(Stored data entries)
########################################
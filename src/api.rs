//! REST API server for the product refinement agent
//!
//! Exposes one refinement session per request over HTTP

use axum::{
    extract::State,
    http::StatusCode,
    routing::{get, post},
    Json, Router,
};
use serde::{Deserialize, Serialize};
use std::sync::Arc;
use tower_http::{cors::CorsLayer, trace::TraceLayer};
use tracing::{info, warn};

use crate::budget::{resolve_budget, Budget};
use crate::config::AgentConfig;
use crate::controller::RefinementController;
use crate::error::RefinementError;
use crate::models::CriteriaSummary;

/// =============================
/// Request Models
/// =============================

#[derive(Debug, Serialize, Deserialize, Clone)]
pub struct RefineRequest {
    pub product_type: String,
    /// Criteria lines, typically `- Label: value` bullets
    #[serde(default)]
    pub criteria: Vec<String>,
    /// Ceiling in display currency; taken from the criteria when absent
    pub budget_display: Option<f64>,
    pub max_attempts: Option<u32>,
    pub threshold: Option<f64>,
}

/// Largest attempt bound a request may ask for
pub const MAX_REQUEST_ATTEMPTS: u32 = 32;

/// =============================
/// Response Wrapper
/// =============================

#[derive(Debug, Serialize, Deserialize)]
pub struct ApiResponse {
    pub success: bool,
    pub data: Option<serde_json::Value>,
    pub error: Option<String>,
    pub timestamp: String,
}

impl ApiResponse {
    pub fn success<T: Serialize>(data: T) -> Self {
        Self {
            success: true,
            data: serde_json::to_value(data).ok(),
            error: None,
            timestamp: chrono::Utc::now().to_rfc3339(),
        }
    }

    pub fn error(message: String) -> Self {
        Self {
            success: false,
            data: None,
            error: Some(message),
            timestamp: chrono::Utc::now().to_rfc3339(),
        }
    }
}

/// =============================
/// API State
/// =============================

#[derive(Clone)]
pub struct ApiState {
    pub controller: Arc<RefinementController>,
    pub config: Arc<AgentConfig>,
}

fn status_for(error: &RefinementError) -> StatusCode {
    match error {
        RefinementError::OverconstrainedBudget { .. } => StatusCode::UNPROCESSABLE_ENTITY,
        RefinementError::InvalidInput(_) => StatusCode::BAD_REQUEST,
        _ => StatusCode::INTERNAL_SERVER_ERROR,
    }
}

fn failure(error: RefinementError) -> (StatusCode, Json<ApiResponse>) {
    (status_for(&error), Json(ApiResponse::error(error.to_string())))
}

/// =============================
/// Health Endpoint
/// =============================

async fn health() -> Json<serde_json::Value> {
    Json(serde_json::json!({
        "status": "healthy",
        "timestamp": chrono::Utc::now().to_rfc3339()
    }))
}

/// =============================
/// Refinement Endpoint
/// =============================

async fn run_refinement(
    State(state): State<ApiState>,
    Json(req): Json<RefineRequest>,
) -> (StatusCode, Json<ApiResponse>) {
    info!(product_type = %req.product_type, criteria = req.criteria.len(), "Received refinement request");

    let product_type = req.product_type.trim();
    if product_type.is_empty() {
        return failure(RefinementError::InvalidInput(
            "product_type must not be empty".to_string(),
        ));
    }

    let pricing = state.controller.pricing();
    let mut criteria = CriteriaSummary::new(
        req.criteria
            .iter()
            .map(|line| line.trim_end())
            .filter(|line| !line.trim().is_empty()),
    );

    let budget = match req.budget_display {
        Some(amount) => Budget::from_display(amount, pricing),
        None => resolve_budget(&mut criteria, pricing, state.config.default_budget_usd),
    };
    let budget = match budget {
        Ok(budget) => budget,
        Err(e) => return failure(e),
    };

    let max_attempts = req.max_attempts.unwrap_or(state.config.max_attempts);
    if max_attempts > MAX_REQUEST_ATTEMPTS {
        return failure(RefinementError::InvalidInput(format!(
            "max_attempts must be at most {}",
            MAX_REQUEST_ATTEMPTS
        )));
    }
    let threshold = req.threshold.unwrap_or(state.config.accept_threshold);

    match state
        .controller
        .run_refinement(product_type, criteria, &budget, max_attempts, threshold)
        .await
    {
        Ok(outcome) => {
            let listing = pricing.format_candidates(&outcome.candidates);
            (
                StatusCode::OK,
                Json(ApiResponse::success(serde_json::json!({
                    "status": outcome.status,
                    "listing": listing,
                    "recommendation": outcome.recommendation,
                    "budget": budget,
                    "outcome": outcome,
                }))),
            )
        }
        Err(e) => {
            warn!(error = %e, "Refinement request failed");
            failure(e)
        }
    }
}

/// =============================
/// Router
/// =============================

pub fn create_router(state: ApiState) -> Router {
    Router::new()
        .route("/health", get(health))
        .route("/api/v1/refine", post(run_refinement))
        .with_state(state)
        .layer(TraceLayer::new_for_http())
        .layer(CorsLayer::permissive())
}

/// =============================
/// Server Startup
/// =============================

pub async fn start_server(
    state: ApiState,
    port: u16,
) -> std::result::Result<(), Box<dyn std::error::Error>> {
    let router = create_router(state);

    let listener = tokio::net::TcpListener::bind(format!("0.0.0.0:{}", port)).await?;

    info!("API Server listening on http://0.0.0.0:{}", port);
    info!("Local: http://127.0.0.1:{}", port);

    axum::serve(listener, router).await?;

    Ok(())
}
########################################
◆ **Your assignment**
Could you return exactly the stretch of the data above that starts at the line with "let mut criteria" and ends at the line with "let budget = match req.budget_display", both lines included?

◆ **Result of this exercise**
    let mut criteria = CriteriaSummary::new(
        req.criteria
            .iter()
            .map(|line| line.trim_end())
            .filter(|line| !line.trim().is_empty()),
    );

    let budget = match req.budget_display {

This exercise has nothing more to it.